__PROBLEM TO SOLVE__. Every line below that holds the string "trim" should be copied out.

Dataset entries:
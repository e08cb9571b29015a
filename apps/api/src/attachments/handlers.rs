//! Axum route handlers for attachments.

use axum::{
    extract::{Multipart, Path, State},
    Json,
};
use bytes::Bytes;
use serde::{Deserialize, Serialize};

use crate::crm::EntityType;
use crate::errors::{parse_entity, AppError};
use crate::state::AppState;

#[derive(Debug, Deserialize)]
pub struct LinkRequest {
    pub field: String,
}

#[derive(Debug, Serialize)]
pub struct AttachmentResponse {
    pub attachment_id: String,
    pub entity: EntityType,
    pub record_id: String,
    pub field: String,
}

struct UploadForm {
    filename: String,
    bytes: Bytes,
    field: String,
}

async fn read_upload(mut multipart: Multipart) -> Result<UploadForm, AppError> {
    let mut file = None;
    let mut field = None;

    while let Some(part) = multipart
        .next_field()
        .await
        .map_err(|e| AppError::Validation(format!("invalid multipart body: {e}")))?
    {
        match part.name() {
            Some("file") => {
                let filename = part.file_name().unwrap_or("attachment").to_string();
                let bytes = part
                    .bytes()
                    .await
                    .map_err(|e| AppError::Validation(format!("could not read file: {e}")))?;
                file = Some((filename, bytes));
            }
            Some("field") => {
                let text = part
                    .text()
                    .await
                    .map_err(|e| AppError::Validation(format!("could not read field: {e}")))?;
                field = Some(text.trim().to_string());
            }
            _ => {}
        }
    }

    let (filename, bytes) = file.ok_or_else(|| AppError::Validation("missing file part".to_string()))?;
    if bytes.is_empty() {
        return Err(AppError::Validation("file is empty".to_string()));
    }
    let field = field
        .filter(|f| !f.is_empty())
        .ok_or_else(|| AppError::Validation("missing field part".to_string()))?;

    Ok(UploadForm {
        filename,
        bytes,
        field,
    })
}

/// POST /api/v1/records/:entity/:id/attachments
///
/// Multipart `file` + `field`. Uploads the file and links it to the record.
/// A failed link answers 502 with the attachment id so only the link is retried.
pub async fn handle_upload_attachment(
    State(state): State<AppState>,
    Path((entity, id)): Path<(String, String)>,
    multipart: Multipart,
) -> Result<Json<AttachmentResponse>, AppError> {
    let entity = parse_entity(&entity)?;
    let form = read_upload(multipart).await?;

    let attachment_id = state
        .linker
        .link_attachment(entity, &id, &form.bytes, &form.filename, &form.field)
        .await?;

    Ok(Json(AttachmentResponse {
        attachment_id,
        entity,
        record_id: id,
        field: form.field,
    }))
}

/// POST /api/v1/records/:entity/:id/attachments/:attachment_id/link
///
/// Retries only the link step for an attachment that is already uploaded.
pub async fn handle_retry_link(
    State(state): State<AppState>,
    Path((entity, id, attachment_id)): Path<(String, String, String)>,
    Json(req): Json<LinkRequest>,
) -> Result<Json<AttachmentResponse>, AppError> {
    let entity = parse_entity(&entity)?;
    let field = req.field.trim().to_string();
    if field.is_empty() {
        return Err(AppError::Validation("field cannot be empty".to_string()));
    }

    state
        .linker
        .retry_link(entity, &id, &attachment_id, &field)
        .await?;

    Ok(Json(AttachmentResponse {
        attachment_id,
        entity,
        record_id: id,
        field,
    }))
}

__EXERCISE OUTPUT__.
                field = Some(text.trim().to_string());
    let field = req.field.trim().to_string();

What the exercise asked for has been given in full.